The provisions of the trust instrument require that the forfeitures received be applied towards the payment of the premiums either in the year received or in the following year. Respondent interprets this requirement as meaning such receipts should be applied towards the payment of premiums in the taxable year of the petitioner in which they are paid over to the trustees unless the payments are received too late in such taxable year to be so applied, in which event they should then be used towards the payment of premiums in the following taxable year. In accordance with this interpretation, he argues that since the amount in question was received in October 1946 it should have been applied in petitioner's fiscal year ended September 30, 1947. Petitioner offered no argument contrary to this interpretation. It appears to be its position that it was not required to apply the amount received towards the payment of premiums and it has not in fact so applied this amount in the fiscal years ended September 30, 1947, 1948, or in any following years. We believe that respondent's interpretation in this respect is a reasonable one. Accordingly, we hold that the proceeds received as the cash surrender value of the canceled policy should have been applied to reduce the petitioner's contribution to the plan in the taxable year ended September 30, 1947.

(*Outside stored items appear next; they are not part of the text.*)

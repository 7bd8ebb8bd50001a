//! persisted hash -> coordinate table, so a scan can skip feature extraction

use crate::{analysis::pca::PCA_VERSION, Coordinate, Error, FileHandler, MapError, MAX_SAMPLES};
use alloc::{vec, vec::Vec};
use bytemuck::Zeroable;

const MAGIC: [u8; 4] = *b"DSCM";
const FORMAT_VERSION: u16 = 2;

#[derive(Clone, Copy, Debug, Default, PartialEq, bytemuck::Pod, bytemuck::Zeroable)]
#[repr(C)]
struct MapHeader {
    magic: [u8; 4],
    format_version: u16,
    pca_version: u16,
    count: u32,
    /// djb2 over the record bytes
    checksum: u32,
}

#[derive(Clone, Copy, Debug, Default, PartialEq, bytemuck::Pod, bytemuck::Zeroable)]
#[repr(C)]
pub struct CoordinateRecord {
    pub hash: u64,
    pub x: f32,
    pub y: f32,
}

impl CoordinateRecord {
    pub fn new(hash: u64, coordinate: Coordinate) -> Self {
        Self {
            hash,
            x: coordinate.x,
            y: coordinate.y,
        }
    }

    /// Marks a file that failed analysis, so an unchanged library still
    /// matches the map on the next scan.
    pub fn rejected(hash: u64) -> Self {
        Self {
            hash,
            x: f32::NAN,
            y: f32::NAN,
        }
    }

    pub fn is_rejected(&self) -> bool {
        self.x.is_nan() || self.y.is_nan()
    }

    pub fn coordinate(&self) -> Coordinate {
        Coordinate::new(self.x, self.y)
    }

    /// swap between native and on-disk (little-endian) order; an involution
    fn le(self) -> Self {
        Self {
            hash: self.hash.to_le(),
            x: f32::from_bits(self.x.to_bits().to_le()),
            y: f32::from_bits(self.y.to_bits().to_le()),
        }
    }
}

impl MapHeader {
    fn le(self) -> Self {
        Self {
            magic: self.magic,
            format_version: self.format_version.to_le(),
            pca_version: self.pca_version.to_le(),
            count: self.count.to_le(),
            checksum: self.checksum.to_le(),
        }
    }
}

fn checksum(bytes: &[u8]) -> u32 {
    bytes
        .iter()
        .fold(5381u32, |h, &c| h.wrapping_mul(33).wrapping_add(c as u32))
}

/// records sorted by hash, as the scanner writes them
#[derive(Clone, Debug, Default, PartialEq)]
pub struct CoordinateMap {
    pub records: Vec<CoordinateRecord>,
}

impl CoordinateMap {
    pub fn new(records: Vec<CoordinateRecord>) -> Self {
        Self { records }
    }

    pub fn len(&self) -> usize {
        self.records.len()
    }

    pub fn is_empty(&self) -> bool {
        self.records.is_empty()
    }

    /// read and verify the map at `path`
    pub fn load<F: FileHandler>(path: &str, fs: &mut F) -> Result<Self, Error<F::Error>> {
        let mut file = fs.open(path).map_err(Error::Io)?;
        let result = Self::read(&mut file, fs);
        fs.close(&file).map_err(Error::Io)?;
        result
    }

    fn read<F: FileHandler>(file: &mut F::File, fs: &mut F) -> Result<Self, Error<F::Error>> {
        let mut header = MapHeader::zeroed();
        let n = fs
            .read_full(file, bytemuck::bytes_of_mut(&mut header))
            .map_err(Error::Io)?;
        if n < core::mem::size_of::<MapHeader>() {
            return Err(MapError::Truncated.into());
        }
        let header = header.le();
        if header.magic != MAGIC {
            return Err(MapError::BadMagic.into());
        }
        if header.format_version != FORMAT_VERSION || header.pca_version != PCA_VERSION {
            return Err(MapError::UnsupportedVersion {
                format: header.format_version,
                pca: header.pca_version,
            }
            .into());
        }
        if header.count as usize > MAX_SAMPLES {
            return Err(MapError::TooManyRecords(header.count).into());
        }

        let mut records = vec![CoordinateRecord::zeroed(); header.count as usize];
        let bytes: &mut [u8] = bytemuck::cast_slice_mut(&mut records);
        let want = bytes.len();
        if fs.read_full(file, bytes).map_err(Error::Io)? < want {
            return Err(MapError::Truncated.into());
        }
        if checksum(bytemuck::cast_slice(&records)) != header.checksum {
            return Err(MapError::ChecksumMismatch.into());
        }
        for record in &mut records {
            *record = record.le();
        }
        Ok(Self { records })
    }

    /// replace whatever is at `path`
    pub fn save<F: FileHandler>(&self, path: &str, fs: &mut F) -> Result<(), F::Error> {
        let records: Vec<CoordinateRecord> = self.records.iter().map(|v| v.le()).collect();
        let bytes: &[u8] = bytemuck::cast_slice(&records);
        let header = MapHeader {
            magic: MAGIC,
            format_version: FORMAT_VERSION,
            pca_version: PCA_VERSION,
            count: records.len() as u32,
            checksum: checksum(bytes),
        }
        .le();

        let mut file = fs.create(path)?;
        let result = fs
            .write_all(&mut file, bytemuck::bytes_of(&header))
            .and_then(|_| fs.write_all(&mut file, bytes));
        fs.close(&file)?;
        result
    }

    /// coordinate stored for `hash`; none for unknown or rejected files
    pub fn get(&self, hash: u64) -> Option<Coordinate> {
        self.records
            .binary_search_by_key(&hash, |v| v.hash)
            .ok()
            .map(|i| self.records[i])
            .filter(|record| !record.is_rejected())
            .map(|record| record.coordinate())
    }
}
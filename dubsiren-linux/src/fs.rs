use embedded_io::{Read, Seek, Write};
use embedded_io_adapters::std::FromStd;
use std::{io, path::Path};

pub struct LinuxFileHandler {}

impl embedded_io::ErrorType for LinuxFileHandler {
    type Error = <FromStd<std::fs::File> as embedded_io::ErrorType>::Error;
}

impl dubsiren_core::FileHandler for LinuxFileHandler {
    type File = FromStd<std::fs::File>;

    fn open(&mut self, path: &str) -> Result<Self::File, Self::Error> {
        Ok(FromStd::new(std::fs::File::open(path)?))
    }

    fn create(&mut self, path: &str) -> Result<Self::File, Self::Error> {
        Ok(FromStd::new(std::fs::File::create(path)?))
    }

    /// std::fs::File automatically closed when dropped, so impl not needed
    fn close(&mut self, _file: &Self::File) -> Result<(), Self::Error> {
        Ok(())
    }

    fn read(&mut self, file: &mut Self::File, buf: &mut [u8]) -> Result<usize, Self::Error> {
        file.read(buf)
    }

    fn write(&mut self, file: &mut Self::File, buf: &[u8]) -> Result<usize, Self::Error> {
        file.write(buf)
    }

    fn seek(
        &mut self,
        file: &mut Self::File,
        pos: embedded_io::SeekFrom,
    ) -> Result<u64, Self::Error> {
        file.seek(pos)
    }

    fn is_eof(&mut self, file: &mut Self::File) -> Result<bool, Self::Error> {
        let pos = io::Seek::stream_position(file.inner_mut())?;
        Ok(pos >= file.inner().metadata()?.len())
    }

    fn for_each_file(
        &mut self,
        root: &str,
        extensions: &[&str],
        recursive: bool,
        f: &mut dyn FnMut(&str) -> bool,
    ) -> Result<(), Self::Error> {
        walk(Path::new(root), extensions, recursive, f).map(|_| ())
    }
}

/// false once `f` asked to stop
fn walk(
    dir: &Path,
    extensions: &[&str],
    recursive: bool,
    f: &mut dyn FnMut(&str) -> bool,
) -> io::Result<bool> {
    let mut entries = std::fs::read_dir(dir)?.collect::<io::Result<Vec<_>>>()?;
    entries.sort_by_key(|entry| entry.file_name());
    for entry in entries {
        let path = entry.path();
        // dotfiles, trash folders and resource forks
        if entry.file_name().to_string_lossy().starts_with('.') {
            continue;
        }
        if entry.file_type()?.is_dir() {
            if recursive && !walk(&path, extensions, recursive, f)? {
                return Ok(false);
            }
            continue;
        }
        let matches = path
            .extension()
            .and_then(|ext| ext.to_str())
            .is_some_and(|ext| extensions.iter().any(|v| v.eq_ignore_ascii_case(ext)));
        if !matches {
            continue;
        }
        let Some(path) = path.to_str() else {
            tracing::warn!(path = %path.display(), "skipping non utf-8 path");
            continue;
        };
        if !f(path) {
            return Ok(false);
        }
    }
    Ok(true)
}
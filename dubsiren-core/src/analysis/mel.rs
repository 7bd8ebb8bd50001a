use alloc::vec::Vec;

#[cfg(not(feature = "std"))]
#[allow(unused_imports)]
use micromath::F32Ext;

// slaney mel scale: linear below 1khz, logarithmic above
const F_SP: f32 = 200. / 3.;
const MIN_LOG_HZ: f32 = 1000.;
const MIN_LOG_MEL: f32 = MIN_LOG_HZ / F_SP;
/// ln(6.4) / 27
const LOG_STEP: f32 = 0.068_751_78;

/// floor before conversion to db
const AMIN: f32 = 1e-10;

pub fn hz_to_mel(hz: f32) -> f32 {
    if hz >= MIN_LOG_HZ {
        MIN_LOG_MEL + (hz / MIN_LOG_HZ).ln() / LOG_STEP
    } else {
        hz / F_SP
    }
}

pub fn mel_to_hz(mel: f32) -> f32 {
    if mel >= MIN_LOG_MEL {
        MIN_LOG_HZ * (LOG_STEP * (mel - MIN_LOG_MEL)).exp()
    } else {
        F_SP * mel
    }
}

pub fn power_to_db(power: f32) -> f32 {
    10. * power.max(AMIN).log10()
}

/// triangular filter, stored as its non-zero run
struct MelFilter {
    start_bin: usize,
    coefs: Vec<f32>,
}

impl MelFilter {
    fn energy(&self, power: &[f32]) -> f32 {
        power[self.start_bin..]
            .iter()
            .zip(&self.coefs)
            .map(|(p, c)| p * c)
            .sum()
    }
}

/// `BANDS` area-normalized triangles spanning 0 hz to nyquist
pub struct MelFilterbank<const BANDS: usize> {
    filters: Vec<MelFilter>,
}

impl<const BANDS: usize> MelFilterbank<BANDS> {
    /// filters over a one-sided spectrum of `bins` bins at `sample_rate`
    pub fn new(sample_rate: u32, bins: usize) -> Self {
        let nyquist = sample_rate as f32 / 2.;
        let low = hz_to_mel(0.);
        let step = (hz_to_mel(nyquist) - low) / (BANDS + 1) as f32;
        let edges: Vec<f32> = (0..BANDS + 2)
            .map(|i| mel_to_hz(low + i as f32 * step))
            .collect();
        let bin_hz = nyquist / (bins - 1) as f32;

        let filters = edges
            .windows(3)
            .map(|edge| {
                let (lower, center, upper) = (edge[0], edge[1], edge[2]);
                // constant energy per channel
                let enorm = 2. / (upper - lower);
                let weight = |bin: usize| {
                    let hz = bin as f32 * bin_hz;
                    let rising = (hz - lower) / (center - lower);
                    let falling = (upper - hz) / (upper - center);
                    rising.min(falling).max(0.) * enorm
                };
                let Some(start_bin) = (0..bins).find(|&bin| weight(bin) > 0.) else {
                    return MelFilter {
                        start_bin: 0,
                        coefs: Vec::new(),
                    };
                };
                let coefs = (start_bin..bins)
                    .map(weight)
                    .take_while(|&w| w > 0.)
                    .collect();
                MelFilter { start_bin, coefs }
            })
            .collect();
        Self { filters }
    }

    /// Log mel energies of `power`, clamped to `top_db` below the loudest band.
    pub fn log_energies(&self, power: &[f32], top_db: f32, out: &mut [f32; BANDS]) {
        let mut max_db = f32::NEG_INFINITY;
        for (filter, db) in self.filters.iter().zip(out.iter_mut()) {
            *db = power_to_db(filter.energy(power).max(f32::EPSILON));
            max_db = max_db.max(*db);
        }
        let min_db = max_db - top_db;
        for db in out.iter_mut() {
            *db = db.max(min_db);
        }
    }

    pub fn start_bin(&self, band: usize) -> usize {
        self.filters[band].start_bin
    }

    pub fn coefficients(&self, band: usize) -> &[f32] {
        &self.filters[band].coefs
    }
}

Petitioner argues that, regardless of its interpretation of the pertinent provisions of The agreement and Declaration of Trust, the trustees, in calling upon the petitioner to remit the full amount of the premiums due, had interpreted such provisions to mean that the cash surrender value was not to be applied toward the purchase of the premiums but was to be retained as an addition to the trust fund to be used at the trustees' discretion, and that this interpretation and meaning of the terms was final and conclusive in accordance with the provisions of article I, section(1)(f), which provides that all decisions of the trustees as to the facts of any case, and the meaning and intent of any of the provisions of the agreement ‘shall be final and conclusive.‘
This argument has no foundation either in fact or in law. The evidence fails to indicate the trustees did in fact interpret the pertinent provisions of the instrument, or, if they did, what that interpretation was, and as far as we know they may have very well disregarded such provisions entirely. Furthermore, as we have pointed out above, the provisions of the trust instrument in so far as they relate to the issue presented herein are clear and unambiguous, but even if this were not so, any interpretation placed upon such provisions by the trustees would not be binding upon the respondent. The serious nature of this argument is suspect in view of the fact that of the six employees of petitioner who were under the plan, three were the designated trustees, and of these, two were officers of petitioner, one being petitioner's president and owner of 90 per cent of the common stock.
We hold that the respondent did not err in reducing the amount of the deduction claimed by petitioner for its contribution to the pension plan by the amount of the cash surrender value paid over to the trustees.
Decision will be entered under Rule 50.